MATERIAL PROVIDED:
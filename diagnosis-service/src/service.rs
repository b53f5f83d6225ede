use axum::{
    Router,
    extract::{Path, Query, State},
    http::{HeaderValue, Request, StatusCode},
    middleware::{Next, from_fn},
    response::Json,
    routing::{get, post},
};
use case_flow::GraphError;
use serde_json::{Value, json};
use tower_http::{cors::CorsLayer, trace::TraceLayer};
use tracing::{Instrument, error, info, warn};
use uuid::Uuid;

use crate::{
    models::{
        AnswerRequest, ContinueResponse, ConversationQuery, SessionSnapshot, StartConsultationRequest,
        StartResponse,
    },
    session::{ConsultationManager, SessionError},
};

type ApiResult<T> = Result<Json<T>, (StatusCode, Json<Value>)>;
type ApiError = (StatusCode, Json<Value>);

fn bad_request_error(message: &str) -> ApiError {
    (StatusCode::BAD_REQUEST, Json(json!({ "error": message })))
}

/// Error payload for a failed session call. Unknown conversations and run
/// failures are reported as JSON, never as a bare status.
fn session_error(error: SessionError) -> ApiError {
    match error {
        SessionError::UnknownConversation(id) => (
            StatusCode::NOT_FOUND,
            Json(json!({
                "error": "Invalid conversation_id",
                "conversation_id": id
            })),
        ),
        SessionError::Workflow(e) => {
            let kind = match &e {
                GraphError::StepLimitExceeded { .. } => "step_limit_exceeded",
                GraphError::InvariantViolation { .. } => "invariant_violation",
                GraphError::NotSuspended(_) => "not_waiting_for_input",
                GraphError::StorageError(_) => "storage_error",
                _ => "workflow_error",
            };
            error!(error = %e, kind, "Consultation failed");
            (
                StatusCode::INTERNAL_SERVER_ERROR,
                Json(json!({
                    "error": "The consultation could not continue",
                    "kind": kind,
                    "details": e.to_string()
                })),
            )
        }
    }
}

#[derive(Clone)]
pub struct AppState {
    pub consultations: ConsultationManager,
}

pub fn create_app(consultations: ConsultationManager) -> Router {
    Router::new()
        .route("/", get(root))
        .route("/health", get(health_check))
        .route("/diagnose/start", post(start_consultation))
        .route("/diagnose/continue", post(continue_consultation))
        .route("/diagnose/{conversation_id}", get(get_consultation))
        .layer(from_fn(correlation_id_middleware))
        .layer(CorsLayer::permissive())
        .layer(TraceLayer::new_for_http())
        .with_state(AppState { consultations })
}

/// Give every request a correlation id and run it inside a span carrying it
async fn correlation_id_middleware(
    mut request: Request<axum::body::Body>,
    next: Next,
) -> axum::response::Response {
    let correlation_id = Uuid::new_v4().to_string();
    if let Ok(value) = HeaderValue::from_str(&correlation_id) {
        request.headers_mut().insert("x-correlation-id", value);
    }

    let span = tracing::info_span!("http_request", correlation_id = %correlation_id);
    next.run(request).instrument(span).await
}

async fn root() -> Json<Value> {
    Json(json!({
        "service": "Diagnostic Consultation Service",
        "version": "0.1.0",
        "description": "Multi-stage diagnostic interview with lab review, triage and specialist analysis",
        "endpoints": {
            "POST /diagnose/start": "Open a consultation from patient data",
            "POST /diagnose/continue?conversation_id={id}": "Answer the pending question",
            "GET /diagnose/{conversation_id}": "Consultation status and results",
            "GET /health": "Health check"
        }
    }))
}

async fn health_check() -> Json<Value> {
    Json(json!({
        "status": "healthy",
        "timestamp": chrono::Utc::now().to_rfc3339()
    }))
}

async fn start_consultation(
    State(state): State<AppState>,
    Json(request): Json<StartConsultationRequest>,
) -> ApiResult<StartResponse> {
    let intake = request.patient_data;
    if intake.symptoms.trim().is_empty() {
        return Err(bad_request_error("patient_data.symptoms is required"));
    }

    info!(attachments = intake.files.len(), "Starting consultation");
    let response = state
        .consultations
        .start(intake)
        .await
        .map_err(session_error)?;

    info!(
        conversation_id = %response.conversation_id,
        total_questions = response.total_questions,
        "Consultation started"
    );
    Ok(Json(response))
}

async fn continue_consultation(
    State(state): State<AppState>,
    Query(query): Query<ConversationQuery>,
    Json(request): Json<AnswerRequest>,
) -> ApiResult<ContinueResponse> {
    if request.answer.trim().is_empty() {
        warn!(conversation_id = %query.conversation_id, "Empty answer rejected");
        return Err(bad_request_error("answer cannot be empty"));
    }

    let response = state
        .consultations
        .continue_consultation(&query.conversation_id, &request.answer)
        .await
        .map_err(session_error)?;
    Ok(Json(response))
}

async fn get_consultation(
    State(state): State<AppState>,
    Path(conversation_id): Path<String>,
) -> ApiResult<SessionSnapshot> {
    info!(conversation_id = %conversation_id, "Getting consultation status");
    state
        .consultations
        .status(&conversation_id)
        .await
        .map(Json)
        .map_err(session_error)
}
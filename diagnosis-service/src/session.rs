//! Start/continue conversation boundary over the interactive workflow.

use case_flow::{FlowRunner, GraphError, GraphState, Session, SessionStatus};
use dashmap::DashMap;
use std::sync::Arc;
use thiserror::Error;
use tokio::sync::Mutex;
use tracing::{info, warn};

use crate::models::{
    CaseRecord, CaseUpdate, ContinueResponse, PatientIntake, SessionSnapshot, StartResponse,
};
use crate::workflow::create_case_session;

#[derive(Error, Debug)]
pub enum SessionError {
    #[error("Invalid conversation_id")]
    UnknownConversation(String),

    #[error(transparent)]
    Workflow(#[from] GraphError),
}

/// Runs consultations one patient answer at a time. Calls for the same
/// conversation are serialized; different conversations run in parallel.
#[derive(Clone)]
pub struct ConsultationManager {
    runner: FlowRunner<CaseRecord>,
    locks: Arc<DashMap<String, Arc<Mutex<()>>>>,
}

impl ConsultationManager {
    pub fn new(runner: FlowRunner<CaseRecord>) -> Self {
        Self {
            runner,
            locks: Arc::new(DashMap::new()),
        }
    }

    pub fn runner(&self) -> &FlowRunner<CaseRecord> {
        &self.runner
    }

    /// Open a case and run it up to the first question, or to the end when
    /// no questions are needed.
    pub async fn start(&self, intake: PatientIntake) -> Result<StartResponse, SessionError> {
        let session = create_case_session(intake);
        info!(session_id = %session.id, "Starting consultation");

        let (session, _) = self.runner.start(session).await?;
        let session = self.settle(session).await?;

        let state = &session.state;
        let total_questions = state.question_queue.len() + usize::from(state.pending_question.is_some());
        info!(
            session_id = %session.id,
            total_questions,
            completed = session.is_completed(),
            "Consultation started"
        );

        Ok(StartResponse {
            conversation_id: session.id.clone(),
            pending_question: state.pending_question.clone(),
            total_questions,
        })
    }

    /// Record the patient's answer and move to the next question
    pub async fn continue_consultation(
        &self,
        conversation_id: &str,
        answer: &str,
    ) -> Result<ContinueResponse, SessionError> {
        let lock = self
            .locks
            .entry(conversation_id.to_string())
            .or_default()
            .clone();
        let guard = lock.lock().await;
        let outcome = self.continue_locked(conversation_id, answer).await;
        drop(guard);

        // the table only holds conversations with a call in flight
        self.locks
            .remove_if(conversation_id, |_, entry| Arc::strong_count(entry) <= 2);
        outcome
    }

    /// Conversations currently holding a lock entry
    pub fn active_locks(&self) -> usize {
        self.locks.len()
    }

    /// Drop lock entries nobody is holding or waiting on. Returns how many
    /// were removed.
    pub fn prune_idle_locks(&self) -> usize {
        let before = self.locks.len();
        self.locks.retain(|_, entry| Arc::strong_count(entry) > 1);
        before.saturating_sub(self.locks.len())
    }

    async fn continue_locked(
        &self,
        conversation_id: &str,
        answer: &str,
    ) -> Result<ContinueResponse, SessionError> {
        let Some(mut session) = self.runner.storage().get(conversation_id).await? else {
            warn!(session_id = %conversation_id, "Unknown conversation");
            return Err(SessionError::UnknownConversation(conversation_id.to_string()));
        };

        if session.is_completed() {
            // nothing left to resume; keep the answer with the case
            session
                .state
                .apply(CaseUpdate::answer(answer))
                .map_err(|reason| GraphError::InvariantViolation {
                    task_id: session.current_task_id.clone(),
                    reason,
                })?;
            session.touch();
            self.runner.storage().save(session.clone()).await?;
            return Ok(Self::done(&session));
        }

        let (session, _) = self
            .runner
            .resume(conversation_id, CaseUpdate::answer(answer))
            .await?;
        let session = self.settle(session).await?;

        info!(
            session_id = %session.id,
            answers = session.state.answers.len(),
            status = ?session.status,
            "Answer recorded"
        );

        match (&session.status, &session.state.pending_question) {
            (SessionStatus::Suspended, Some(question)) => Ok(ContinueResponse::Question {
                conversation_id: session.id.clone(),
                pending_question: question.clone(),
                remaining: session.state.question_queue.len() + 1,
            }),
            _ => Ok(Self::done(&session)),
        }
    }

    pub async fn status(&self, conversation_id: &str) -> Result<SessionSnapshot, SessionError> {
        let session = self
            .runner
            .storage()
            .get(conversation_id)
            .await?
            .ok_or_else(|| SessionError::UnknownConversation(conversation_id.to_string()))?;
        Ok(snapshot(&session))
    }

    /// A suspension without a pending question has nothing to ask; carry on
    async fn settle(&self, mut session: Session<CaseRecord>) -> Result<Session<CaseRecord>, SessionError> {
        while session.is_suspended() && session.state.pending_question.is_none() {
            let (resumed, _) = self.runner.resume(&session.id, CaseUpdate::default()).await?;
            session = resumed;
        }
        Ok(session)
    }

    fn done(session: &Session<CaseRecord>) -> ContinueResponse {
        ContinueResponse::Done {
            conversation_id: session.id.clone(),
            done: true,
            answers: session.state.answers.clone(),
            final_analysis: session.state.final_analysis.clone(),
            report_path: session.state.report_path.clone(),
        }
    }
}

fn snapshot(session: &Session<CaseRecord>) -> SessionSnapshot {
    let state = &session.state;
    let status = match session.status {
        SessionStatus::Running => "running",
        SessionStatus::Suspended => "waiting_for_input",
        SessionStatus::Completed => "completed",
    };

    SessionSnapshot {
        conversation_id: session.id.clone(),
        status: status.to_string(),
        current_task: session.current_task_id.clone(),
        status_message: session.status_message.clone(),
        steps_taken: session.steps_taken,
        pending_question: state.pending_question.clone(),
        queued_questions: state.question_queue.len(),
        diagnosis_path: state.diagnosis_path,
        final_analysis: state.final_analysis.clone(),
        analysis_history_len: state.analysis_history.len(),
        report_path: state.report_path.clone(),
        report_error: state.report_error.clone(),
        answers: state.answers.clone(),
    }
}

TASK PROMPT: Filter the records down to the lines containing the word "warn", and copy those.

YOUR RESPONSE:
use tracing::{Instrument, error, info, warn};
        warn!(conversation_id = %query.conversation_id, "Empty answer rejected");
use tracing::{info, warn};
            warn!(session_id = %conversation_id, "Unknown conversation");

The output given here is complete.